Washington Post columnist E. J. Dionne, Jr. notes that “in 2020, Trump voters came out in droves and thus boosted down-ballot Republicans. Trump won over 10 million more votes in 2020 than in 2016 — exit polls suggest that 6.5 million of his ballots came from first-time voters — which means he brought new supporters into the electorate who were important to this year’s House GOP victories….Going forward, figuring out how Trump won an additional 10 million votes is one of the most important questions in politics. Here’s a plausible and discouraging theory: Given Trump’s intemperate and often wild ranting in the campaign’s final weeks and the growing public role in GOP politics of QAnon conspiracists, the Proud Boys and other previously marginal extremist groups, these voters may well be more radical than the party as a whole.
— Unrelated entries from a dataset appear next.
//! Concurrency tests for lock-free ingestion
//!
//! Many writers hammer the same engine while readers query it. The final
//! counts must equal the exact sum of all deltas.
//!
//! The larger runs are ignored by default:
//!   cargo test --release --test concurrency_stress -- --ignored

use std::sync::atomic::{AtomicBool, Ordering};
use std::sync::{Arc, Barrier};
use std::thread;

use chrono::{DateTime, Duration, TimeZone, Utc};
use kuba_counter::{Engine, GroupingPolicy, PartitionPolicy, Query};
use rand::rngs::StdRng;
use rand::{Rng, SeedableRng};

fn base() -> DateTime<Utc> {
    Utc.with_ymd_and_hms(2024, 8, 20, 10, 0, 0).unwrap()
}

fn engine(partition_policy: PartitionPolicy) -> Arc<Engine> {
    Arc::new(
        Engine::builder()
            .with_partition_policy(partition_policy)
            .with_grouping_policy(GroupingPolicy::Value)
            .with_metrics(false)
            .build()
            .unwrap(),
    )
}

/// Every thread increments the same event; nothing may be lost
fn same_event_no_lost_updates(partition_policy: PartitionPolicy, threads: usize, per_thread: u64) {
    let engine = engine(partition_policy);
    let barrier = Arc::new(Barrier::new(threads));

    let handles: Vec<_> = (0..threads)
        .map(|t| {
            let engine = Arc::clone(&engine);
            let barrier = Arc::clone(&barrier);
            thread::spawn(move || {
                barrier.wait();
                for _ in 0..per_thread {
                    // Label order varies by thread; identity must not
                    let labels = if t % 2 == 0 {
                        [("region", "eu"), ("svc", "api")]
                    } else {
                        [("svc", "api"), ("region", "eu")]
                    };
                    engine.increment(base(), labels, 1).unwrap();
                }
            })
        })
        .collect();
    for handle in handles {
        handle.join().unwrap();
    }

    let expected = threads as u64 * per_thread;
    assert_eq!(
        engine.count(base(), [("region", "eu"), ("svc", "api")]).unwrap(),
        expected
    );
    assert_eq!(engine.stats().nodes_inserted, 1);
    assert_eq!(engine.stats().increments, expected);
}

#[test]
fn test_same_event_low_bits() {
    same_event_no_lost_updates(PartitionPolicy::LowBits, 8, 2_000);
}

#[test]
fn test_same_event_most_significant_bit() {
    same_event_no_lost_updates(PartitionPolicy::MostSignificantBit, 8, 2_000);
}

#[test]
fn test_random_events_sum_exactly() {
    let engine = engine(PartitionPolicy::LowBits);
    let threads = 8;
    let per_thread = 5_000;

    let handles: Vec<_> = (0..threads)
        .map(|t| {
            let engine = Arc::clone(&engine);
            thread::spawn(move || {
                let mut rng = StdRng::seed_from_u64(t);
                let mut sent = 0u64;
                for _ in 0..per_thread {
                    let host = format!("host-{}", rng.gen_range(0..50));
                    let status = ["200", "404", "500"][rng.gen_range(0..3)];
                    let ts = base() + Duration::minutes(rng.gen_range(0..30));
                    let delta = rng.gen_range(1..5u64);
                    engine
                        .increment(ts, [("host", host.as_str()), ("status", status)], delta)
                        .unwrap();
                    sent += delta;
                }
                sent
            })
        })
        .collect();

    let sent: u64 = handles.into_iter().map(|h| h.join().unwrap()).sum();

    let by_host = engine.query(&Query::new().group_by("host"));
    let by_status = engine.query(&Query::new().group_by("status"));
    assert_eq!(by_host.total(), sent);
    assert_eq!(by_status.total(), sent);
    assert!(by_host.len() <= 50);
    assert!(by_status.len() <= 3);
    // One node per distinct (minute, host, status) at most
    assert!(engine.stats().nodes_inserted <= 30 * 50 * 3);
}

#[test]
fn test_queries_during_ingestion() {
    let engine = engine(PartitionPolicy::LowBits);
    let done = Arc::new(AtomicBool::new(false));

    let reader = {
        let engine = Arc::clone(&engine);
        let done = Arc::clone(&done);
        thread::spawn(move || {
            let query = Query::new().group_by("svc");
            let mut last = 0;
            while !done.load(Ordering::Acquire) {
                // Counts only grow, so successive reads never go backwards
                let total = engine.query(&query).total();
                assert!(total >= last, "total went from {} to {}", last, total);
                last = total;
            }
        })
    };

    let writers: Vec<_> = (0..4)
        .map(|w| {
            let engine = Arc::clone(&engine);
            thread::spawn(move || {
                for i in 0..2_000i64 {
                    let svc = format!("svc-{}", (i + w) % 7);
                    engine
                        .increment(base() + Duration::minutes(i % 5), [("svc", svc)], 1)
                        .unwrap();
                }
            })
        })
        .collect();
    for writer in writers {
        writer.join().unwrap();
    }
    done.store(true, Ordering::Release);
    reader.join().unwrap();

    assert_eq!(engine.query(&Query::new().group_by("svc")).total(), 8_000);
}

#[test]
fn test_concurrent_day_creation() {
    let engine = engine(PartitionPolicy::LowBits);
    let barrier = Arc::new(Barrier::new(8));

    let handles: Vec<_> = (0..8)
        .map(|_| {
            let engine = Arc::clone(&engine);
            let barrier = Arc::clone(&barrier);
            thread::spawn(move || {
                barrier.wait();
                for day in 0..4 {
                    engine
                        .increment(base() + Duration::days(day), [("k", "v")], 1)
                        .unwrap();
                }
            })
        })
        .collect();
    for handle in handles {
        handle.join().unwrap();
    }

    // Racing writers must agree on a single cube per day
    assert_eq!(engine.cube_days().len(), 4);
    assert_eq!(engine.stats().cubes_created, 4);
    assert_eq!(engine.query(&Query::new().group_by("k")).total(), 32);
}

#[test]
#[ignore] // Run with: cargo test --release --test concurrency_stress -- --ignored
fn test_sustained_contention() {
    same_event_no_lost_updates(PartitionPolicy::LowBits, 32, 100_000);
}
This means that Republicans looking to the future may be more focused on keeping such Trump loyalists in the electorate than on backing away from his abuses.” Another theory, which is compatible with reports that Republicans registered more new voters in 2020 than did Democrats in key states, is that GOP strategists deployed a strategy used by the successful ‘Brexit’ movement in the U.K.: invest money and time in identifying non-voters, then match them with 500 data points (developed by Cambridge Analytica) to target them as potential Republicans for GOTV. C.A. was involved in 44 Republican races in the U.S. in 2014, as well as Ted Cruz’s campaign in 2015 and Trump’s 2016 campaign.